After reading the entries below, copy word for word the lines from the first through the line containing "use serde_json::json;", and stop there.

Data extract:
>>>

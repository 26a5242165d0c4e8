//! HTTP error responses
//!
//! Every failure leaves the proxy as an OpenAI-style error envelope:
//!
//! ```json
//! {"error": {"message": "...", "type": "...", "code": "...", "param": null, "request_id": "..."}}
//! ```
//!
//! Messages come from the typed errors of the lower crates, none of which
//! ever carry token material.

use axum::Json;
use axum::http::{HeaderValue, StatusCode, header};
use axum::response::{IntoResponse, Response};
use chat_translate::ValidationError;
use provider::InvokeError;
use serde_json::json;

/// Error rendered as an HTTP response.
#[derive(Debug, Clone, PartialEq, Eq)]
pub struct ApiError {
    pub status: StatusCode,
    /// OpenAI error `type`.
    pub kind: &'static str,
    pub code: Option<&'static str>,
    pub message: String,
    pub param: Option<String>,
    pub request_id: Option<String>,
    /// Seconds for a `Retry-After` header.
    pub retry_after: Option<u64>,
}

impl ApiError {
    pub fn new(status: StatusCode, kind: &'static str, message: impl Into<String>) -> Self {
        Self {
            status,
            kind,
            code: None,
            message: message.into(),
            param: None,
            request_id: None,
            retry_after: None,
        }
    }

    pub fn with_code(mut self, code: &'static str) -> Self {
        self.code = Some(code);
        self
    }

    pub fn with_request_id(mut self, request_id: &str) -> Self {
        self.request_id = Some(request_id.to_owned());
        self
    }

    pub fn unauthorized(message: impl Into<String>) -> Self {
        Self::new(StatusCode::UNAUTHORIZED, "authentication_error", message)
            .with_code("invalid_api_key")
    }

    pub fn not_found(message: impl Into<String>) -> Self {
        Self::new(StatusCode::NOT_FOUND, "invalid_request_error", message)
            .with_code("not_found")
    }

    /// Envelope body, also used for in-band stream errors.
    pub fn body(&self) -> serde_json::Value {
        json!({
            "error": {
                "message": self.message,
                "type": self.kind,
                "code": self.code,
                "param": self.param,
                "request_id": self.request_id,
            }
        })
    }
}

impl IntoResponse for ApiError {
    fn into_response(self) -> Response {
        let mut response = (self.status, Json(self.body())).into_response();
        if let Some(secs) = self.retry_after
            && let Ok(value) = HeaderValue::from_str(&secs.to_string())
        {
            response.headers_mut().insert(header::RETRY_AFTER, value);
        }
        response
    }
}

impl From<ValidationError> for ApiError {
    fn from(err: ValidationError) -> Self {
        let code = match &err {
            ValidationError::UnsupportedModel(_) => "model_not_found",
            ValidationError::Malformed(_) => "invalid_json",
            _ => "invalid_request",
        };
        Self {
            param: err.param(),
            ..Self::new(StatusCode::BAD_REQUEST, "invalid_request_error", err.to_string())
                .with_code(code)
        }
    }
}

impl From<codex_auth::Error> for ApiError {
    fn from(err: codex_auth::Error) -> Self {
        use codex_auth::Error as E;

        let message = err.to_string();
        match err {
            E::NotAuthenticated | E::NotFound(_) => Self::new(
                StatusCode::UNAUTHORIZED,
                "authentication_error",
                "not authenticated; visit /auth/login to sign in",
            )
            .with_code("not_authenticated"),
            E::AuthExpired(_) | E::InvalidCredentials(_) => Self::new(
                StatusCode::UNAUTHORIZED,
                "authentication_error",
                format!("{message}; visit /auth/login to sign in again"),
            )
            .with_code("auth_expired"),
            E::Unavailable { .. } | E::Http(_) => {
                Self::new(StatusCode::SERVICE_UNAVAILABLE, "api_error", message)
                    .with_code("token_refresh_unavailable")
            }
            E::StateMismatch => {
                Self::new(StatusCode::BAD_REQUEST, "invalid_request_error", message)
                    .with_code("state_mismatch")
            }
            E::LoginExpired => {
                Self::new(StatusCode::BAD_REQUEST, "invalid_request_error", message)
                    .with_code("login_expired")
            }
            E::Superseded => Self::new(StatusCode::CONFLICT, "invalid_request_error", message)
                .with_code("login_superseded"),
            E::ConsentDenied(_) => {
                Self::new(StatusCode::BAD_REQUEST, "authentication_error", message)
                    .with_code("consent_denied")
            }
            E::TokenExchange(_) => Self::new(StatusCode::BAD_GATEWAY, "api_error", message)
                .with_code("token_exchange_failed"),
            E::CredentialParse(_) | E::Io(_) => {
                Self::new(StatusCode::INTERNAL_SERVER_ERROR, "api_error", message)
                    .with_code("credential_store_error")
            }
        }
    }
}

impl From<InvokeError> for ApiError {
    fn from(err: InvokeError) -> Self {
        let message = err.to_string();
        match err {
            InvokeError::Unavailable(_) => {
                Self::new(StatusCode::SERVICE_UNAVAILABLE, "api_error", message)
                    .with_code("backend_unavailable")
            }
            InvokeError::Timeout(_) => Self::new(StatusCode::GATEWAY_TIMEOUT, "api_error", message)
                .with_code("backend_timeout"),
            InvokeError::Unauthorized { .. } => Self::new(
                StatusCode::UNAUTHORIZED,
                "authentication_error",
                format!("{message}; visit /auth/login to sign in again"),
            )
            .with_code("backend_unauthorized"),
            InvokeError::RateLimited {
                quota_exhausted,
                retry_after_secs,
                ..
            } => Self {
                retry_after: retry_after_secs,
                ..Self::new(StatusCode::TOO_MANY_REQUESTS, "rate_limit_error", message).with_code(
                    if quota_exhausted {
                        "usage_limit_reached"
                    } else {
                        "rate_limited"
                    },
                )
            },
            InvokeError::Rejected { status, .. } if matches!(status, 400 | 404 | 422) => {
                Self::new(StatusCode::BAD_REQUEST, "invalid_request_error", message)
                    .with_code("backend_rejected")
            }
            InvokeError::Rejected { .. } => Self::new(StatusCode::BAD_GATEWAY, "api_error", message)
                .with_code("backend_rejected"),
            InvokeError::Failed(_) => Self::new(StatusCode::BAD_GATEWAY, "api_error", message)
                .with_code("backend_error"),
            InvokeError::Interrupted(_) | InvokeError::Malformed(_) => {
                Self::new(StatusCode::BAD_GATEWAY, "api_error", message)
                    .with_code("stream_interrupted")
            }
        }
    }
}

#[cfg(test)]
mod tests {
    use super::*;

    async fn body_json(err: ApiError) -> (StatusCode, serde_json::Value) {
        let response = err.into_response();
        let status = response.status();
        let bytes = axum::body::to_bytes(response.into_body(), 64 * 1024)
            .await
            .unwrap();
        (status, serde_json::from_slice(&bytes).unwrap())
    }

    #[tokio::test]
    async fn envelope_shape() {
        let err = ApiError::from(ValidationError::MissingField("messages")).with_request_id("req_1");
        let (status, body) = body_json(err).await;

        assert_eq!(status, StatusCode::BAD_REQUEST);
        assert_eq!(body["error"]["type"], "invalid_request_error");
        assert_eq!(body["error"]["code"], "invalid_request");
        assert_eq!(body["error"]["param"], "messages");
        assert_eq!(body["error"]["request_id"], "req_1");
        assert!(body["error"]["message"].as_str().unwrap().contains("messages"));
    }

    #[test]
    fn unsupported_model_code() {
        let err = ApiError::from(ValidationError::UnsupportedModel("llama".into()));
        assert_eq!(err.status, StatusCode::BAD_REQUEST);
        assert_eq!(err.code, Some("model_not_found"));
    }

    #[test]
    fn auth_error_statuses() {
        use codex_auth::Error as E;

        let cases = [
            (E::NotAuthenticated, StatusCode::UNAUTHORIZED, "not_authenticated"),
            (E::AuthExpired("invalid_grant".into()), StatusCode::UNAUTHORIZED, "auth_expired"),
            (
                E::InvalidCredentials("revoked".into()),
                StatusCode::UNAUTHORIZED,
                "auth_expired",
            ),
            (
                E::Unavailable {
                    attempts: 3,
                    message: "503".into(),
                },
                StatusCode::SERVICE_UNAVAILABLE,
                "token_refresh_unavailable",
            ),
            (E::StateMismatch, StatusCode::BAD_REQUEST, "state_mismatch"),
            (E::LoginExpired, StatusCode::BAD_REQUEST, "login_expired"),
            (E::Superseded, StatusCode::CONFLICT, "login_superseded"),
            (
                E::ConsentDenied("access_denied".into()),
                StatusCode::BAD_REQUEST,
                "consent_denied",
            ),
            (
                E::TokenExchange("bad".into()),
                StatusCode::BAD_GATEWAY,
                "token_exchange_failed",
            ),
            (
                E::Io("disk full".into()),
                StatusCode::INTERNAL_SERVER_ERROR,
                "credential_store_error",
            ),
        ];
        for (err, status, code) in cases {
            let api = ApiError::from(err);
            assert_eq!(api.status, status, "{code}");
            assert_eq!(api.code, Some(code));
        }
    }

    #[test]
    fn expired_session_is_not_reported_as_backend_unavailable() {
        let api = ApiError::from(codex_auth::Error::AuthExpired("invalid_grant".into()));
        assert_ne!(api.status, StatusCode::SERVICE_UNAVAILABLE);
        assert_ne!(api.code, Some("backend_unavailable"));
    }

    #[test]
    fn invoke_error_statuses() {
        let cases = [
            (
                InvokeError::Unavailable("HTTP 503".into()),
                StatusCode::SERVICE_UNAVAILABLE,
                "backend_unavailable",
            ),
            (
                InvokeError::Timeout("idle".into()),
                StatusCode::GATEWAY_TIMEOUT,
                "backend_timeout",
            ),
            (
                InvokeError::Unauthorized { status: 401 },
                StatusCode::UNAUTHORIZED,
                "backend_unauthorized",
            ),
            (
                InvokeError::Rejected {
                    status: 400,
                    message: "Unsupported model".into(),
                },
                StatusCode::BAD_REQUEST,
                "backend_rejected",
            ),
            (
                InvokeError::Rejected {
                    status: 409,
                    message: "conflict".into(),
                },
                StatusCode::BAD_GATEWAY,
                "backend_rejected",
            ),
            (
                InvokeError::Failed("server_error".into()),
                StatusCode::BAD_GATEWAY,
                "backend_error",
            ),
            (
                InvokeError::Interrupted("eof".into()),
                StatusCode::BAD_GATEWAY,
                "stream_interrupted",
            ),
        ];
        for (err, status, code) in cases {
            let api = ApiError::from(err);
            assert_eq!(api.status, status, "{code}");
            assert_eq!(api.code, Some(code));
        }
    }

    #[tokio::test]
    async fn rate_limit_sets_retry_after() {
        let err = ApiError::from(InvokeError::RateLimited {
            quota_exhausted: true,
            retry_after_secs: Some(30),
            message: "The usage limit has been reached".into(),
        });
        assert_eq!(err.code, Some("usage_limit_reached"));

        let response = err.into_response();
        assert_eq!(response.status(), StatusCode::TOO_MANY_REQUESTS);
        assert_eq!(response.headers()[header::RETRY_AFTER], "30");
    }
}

<<<

Solution to this exercise:
repository 26a5242165d0c4e8
//! HTTP error responses
//!
//! Every failure leaves the proxy as an OpenAI-style error envelope:
//!
//! ```json
//! {"error": {"message": "...", "type": "...", "code": "...", "param": null, "request_id": "..."}}
//! ```
//!
//! Messages come from the typed errors of the lower crates, none of which
//! ever carry token material.

use axum::Json;
use axum::http::{HeaderValue, StatusCode, header};
use axum::response::{IntoResponse, Response};
use chat_translate::ValidationError;
use provider::InvokeError;
use serde_json::json;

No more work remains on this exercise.